PROBLEM TO WORK ON –
This exercise needs the complete data reproduced exactly.

RECORDED DATA –
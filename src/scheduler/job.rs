//! Message types exchanged over the task and results channels.
//!
//! - `TaskChunk`: a contiguous parameter range, the unit of work
//! - `ChunkResult`: what a worker publishes after computing a chunk
//! - `ResultSummary`: the aggregable payload inside a result
//! - `ResultStatus`: outcome of a single attempt

use chrono::{DateTime, Utc};
use serde::{Deserialize, Serialize};

/// A contiguous, half-open range of parameter indices.
///
/// Chunks are created once by the planner and never mutated. The
/// `chunk_id` is derived from the chunk's position in the plan, so a
/// restarted producer regenerates identical identifiers.
#[derive(Debug, Clone, Serialize, Deserialize, PartialEq, Eq)]
pub struct TaskChunk {
    /// Position-derived identifier, e.g. `chunk_000042`.
    pub chunk_id: String,
    /// First parameter index (inclusive).
    pub start_param: u64,
    /// One past the last parameter index (exclusive).
    pub end_param: u64,
    /// Number of parameters in the range.
    pub total_in_chunk: u64,
    /// When the chunk was planned.
    pub created_at: DateTime<Utc>,
}

impl TaskChunk {
    /// Creates a chunk covering `[start_param, end_param)`.
    pub fn new(
        chunk_id: impl Into<String>,
        start_param: u64,
        end_param: u64,
        created_at: DateTime<Utc>,
    ) -> Self {
        Self {
            chunk_id: chunk_id.into(),
            start_param,
            end_param,
            total_in_chunk: end_param.saturating_sub(start_param),
            created_at,
        }
    }

    /// Returns whether the range is non-empty and `total_in_chunk` agrees with it.
    pub fn is_well_formed(&self) -> bool {
        self.end_param > self.start_param
            && self.total_in_chunk == self.end_param - self.start_param
    }

    /// Iterates the parameter indices in this chunk.
    pub fn params(&self) -> std::ops::Range<u64> {
        self.start_param..self.end_param
    }

    /// Serializes the chunk into a task message payload.
    pub fn to_payload(&self) -> Result<Vec<u8>, serde_json::Error> {
        serde_json::to_vec(self)
    }

    /// Parses a task message payload.
    pub fn from_payload(payload: &[u8]) -> Result<Self, serde_json::Error> {
        serde_json::from_slice(payload)
    }
}

/// Outcome of one attempt at a chunk.
#[derive(Debug, Clone, Copy, PartialEq, Eq, Serialize, Deserialize)]
#[serde(rename_all = "lowercase")]
pub enum ResultStatus {
    Complete,
    Failed,
}

impl std::fmt::Display for ResultStatus {
    fn fmt(&self, f: &mut std::fmt::Formatter<'_>) -> std::fmt::Result {
        match self {
            ResultStatus::Complete => write!(f, "complete"),
            ResultStatus::Failed => write!(f, "failed"),
        }
    }
}

/// Aggregable payload carried by a result.
///
/// `sum` uses wrapping addition so that merging is associative and
/// commutative for every input, not only for sums that fit.
#[derive(Debug, Clone, Copy, Default, PartialEq, Eq, Serialize, Deserialize)]
pub struct ResultSummary {
    pub sum: i64,
    pub count: u64,
}

impl ResultSummary {
    pub fn new(sum: i64, count: u64) -> Self {
        Self { sum, count }
    }

    /// Folds one computed value into the summary.
    pub fn push(&mut self, value: i64) {
        self.sum = self.sum.wrapping_add(value);
        self.count += 1;
    }

    /// Combines two summaries.
    pub fn merge(self, other: ResultSummary) -> ResultSummary {
        ResultSummary {
            sum: self.sum.wrapping_add(other.sum),
            count: self.count + other.count,
        }
    }
}

/// Result published by a worker for one chunk.
///
/// Several results may exist for the same `chunk_id` when a task is
/// delivered more than once; consumers must deduplicate on `chunk_id`.
#[derive(Debug, Clone, Serialize, Deserialize, PartialEq)]
pub struct ChunkResult {
    /// Identifier of the chunk this result answers.
    pub chunk_id: String,
    /// Worker that produced the result.
    pub worker_id: String,
    /// Outcome of the attempt.
    pub status: ResultStatus,
    /// Number of parameters actually computed.
    pub params_processed: u64,
    /// Wall-clock time spent computing, in seconds.
    pub duration_seconds: f64,
    /// Folded values for the chunk's range.
    pub result_summary: ResultSummary,
    /// When the attempt finished.
    pub completed_at: DateTime<Utc>,
}

impl ChunkResult {
    /// Creates a successful result for a fully computed chunk.
    pub fn complete(
        chunk: &TaskChunk,
        worker_id: impl Into<String>,
        summary: ResultSummary,
        duration_seconds: f64,
    ) -> Self {
        Self {
            chunk_id: chunk.chunk_id.clone(),
            worker_id: worker_id.into(),
            status: ResultStatus::Complete,
            params_processed: summary.count,
            duration_seconds,
            result_summary: summary,
            completed_at: Utc::now(),
        }
    }

    /// Creates a failure record for an attempt that did not finish.
    pub fn failed(chunk: &TaskChunk, worker_id: impl Into<String>, duration_seconds: f64) -> Self {
        Self {
            chunk_id: chunk.chunk_id.clone(),
            worker_id: worker_id.into(),
            status: ResultStatus::Failed,
            params_processed: 0,
            duration_seconds,
            result_summary: ResultSummary::default(),
            completed_at: Utc::now(),
        }
    }

    /// Returns whether the attempt completed.
    pub fn is_complete(&self) -> bool {
        self.status == ResultStatus::Complete
    }

    pub fn to_payload(&self) -> Result<Vec<u8>, serde_json::Error> {
        serde_json::to_vec(self)
    }

    pub fn from_payload(payload: &[u8]) -> Result<Self, serde_json::Error> {
        serde_json::from_slice(payload)
    }
}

ANSWER SPACE –
filename src/scheduler/job.rs
//! Message types exchanged over the task and results channels.
//!
//! - `TaskChunk`: a contiguous parameter range, the unit of work
//! - `ChunkResult`: what a worker publishes after computing a chunk
//! - `ResultSummary`: the aggregable payload inside a result
//! - `ResultStatus`: outcome of a single attempt

use chrono::{DateTime, Utc};
use serde::{Deserialize, Serialize};

/// A contiguous, half-open range of parameter indices.
///
/// Chunks are created once by the planner and never mutated. The
/// `chunk_id` is derived from the chunk's position in the plan, so a
/// restarted producer regenerates identical identifiers.
#[derive(Debug, Clone, Serialize, Deserialize, PartialEq, Eq)]
pub struct TaskChunk {
    /// Position-derived identifier, e.g. `chunk_000042`.
    pub chunk_id: String,
    /// First parameter index (inclusive).
    pub start_param: u64,
    /// One past the last parameter index (exclusive).
    pub end_param: u64,
    /// Number of parameters in the range.
    pub total_in_chunk: u64,
    /// When the chunk was planned.
    pub created_at: DateTime<Utc>,
}

impl TaskChunk {
    /// Creates a chunk covering `[start_param, end_param)`.
    pub fn new(
        chunk_id: impl Into<String>,
        start_param: u64,
        end_param: u64,
        created_at: DateTime<Utc>,
    ) -> Self {
        Self {
            chunk_id: chunk_id.into(),
            start_param,
            end_param,
            total_in_chunk: end_param.saturating_sub(start_param),
            created_at,
        }
    }

    /// Returns whether the range is non-empty and `total_in_chunk` agrees with it.
    pub fn is_well_formed(&self) -> bool {
        self.end_param > self.start_param
            && self.total_in_chunk == self.end_param - self.start_param
    }

    /// Iterates the parameter indices in this chunk.
    pub fn params(&self) -> std::ops::Range<u64> {
        self.start_param..self.end_param
    }

    /// Serializes the chunk into a task message payload.
    pub fn to_payload(&self) -> Result<Vec<u8>, serde_json::Error> {
        serde_json::to_vec(self)
    }

    /// Parses a task message payload.
    pub fn from_payload(payload: &[u8]) -> Result<Self, serde_json::Error> {
        serde_json::from_slice(payload)
    }
}

/// Outcome of one attempt at a chunk.
#[derive(Debug, Clone, Copy, PartialEq, Eq, Serialize, Deserialize)]
#[serde(rename_all = "lowercase")]
pub enum ResultStatus {
    Complete,
    Failed,
}

impl std::fmt::Display for ResultStatus {
    fn fmt(&self, f: &mut std::fmt::Formatter<'_>) -> std::fmt::Result {
        match self {
            ResultStatus::Complete => write!(f, "complete"),
            ResultStatus::Failed => write!(f, "failed"),
        }
    }
}

/// Aggregable payload carried by a result.
///
/// `sum` uses wrapping addition so that merging is associative and
/// commutative for every input, not only for sums that fit.
#[derive(Debug, Clone, Copy, Default, PartialEq, Eq, Serialize, Deserialize)]
pub struct ResultSummary {
    pub sum: i64,
    pub count: u64,
}

impl ResultSummary {
    pub fn new(sum: i64, count: u64) -> Self {
        Self { sum, count }
    }

    /// Folds one computed value into the summary.
    pub fn push(&mut self, value: i64) {
        self.sum = self.sum.wrapping_add(value);
        self.count += 1;
    }

    /// Combines two summaries.
    pub fn merge(self, other: ResultSummary) -> ResultSummary {
        ResultSummary {
            sum: self.sum.wrapping_add(other.sum),
            count: self.count + other.count,
        }
    }
}

/// Result published by a worker for one chunk.
///
/// Several results may exist for the same `chunk_id` when a task is
/// delivered more than once; consumers must deduplicate on `chunk_id`.
#[derive(Debug, Clone, Serialize, Deserialize, PartialEq)]
pub struct ChunkResult {
    /// Identifier of the chunk this result answers.
    pub chunk_id: String,
    /// Worker that produced the result.
    pub worker_id: String,
    /// Outcome of the attempt.
    pub status: ResultStatus,
    /// Number of parameters actually computed.
    pub params_processed: u64,
    /// Wall-clock time spent computing, in seconds.
    pub duration_seconds: f64,
    /// Folded values for the chunk's range.
    pub result_summary: ResultSummary,
    /// When the attempt finished.
    pub completed_at: DateTime<Utc>,
}

impl ChunkResult {
    /// Creates a successful result for a fully computed chunk.
    pub fn complete(
        chunk: &TaskChunk,
        worker_id: impl Into<String>,
        summary: ResultSummary,
        duration_seconds: f64,
    ) -> Self {
        Self {
            chunk_id: chunk.chunk_id.clone(),
            worker_id: worker_id.into(),
            status: ResultStatus::Complete,
            params_processed: summary.count,
            duration_seconds,
            result_summary: summary,
            completed_at: Utc::now(),
        }
    }

    /// Creates a failure record for an attempt that did not finish.
    pub fn failed(chunk: &TaskChunk, worker_id: impl Into<String>, duration_seconds: f64) -> Self {
        Self {
            chunk_id: chunk.chunk_id.clone(),
            worker_id: worker_id.into(),
            status: ResultStatus::Failed,
            params_processed: 0,
            duration_seconds,
            result_summary: ResultSummary::default(),
            completed_at: Utc::now(),
        }
    }

    /// Returns whether the attempt completed.
    pub fn is_complete(&self) -> bool {
        self.status == ResultStatus::Complete
    }

    pub fn to_payload(&self) -> Result<Vec<u8>, serde_json::Error> {
        serde_json::to_vec(self)
    }

    pub fn from_payload(payload: &[u8]) -> Result<Self, serde_json::Error> {
        serde_json::from_slice(payload)
    }
}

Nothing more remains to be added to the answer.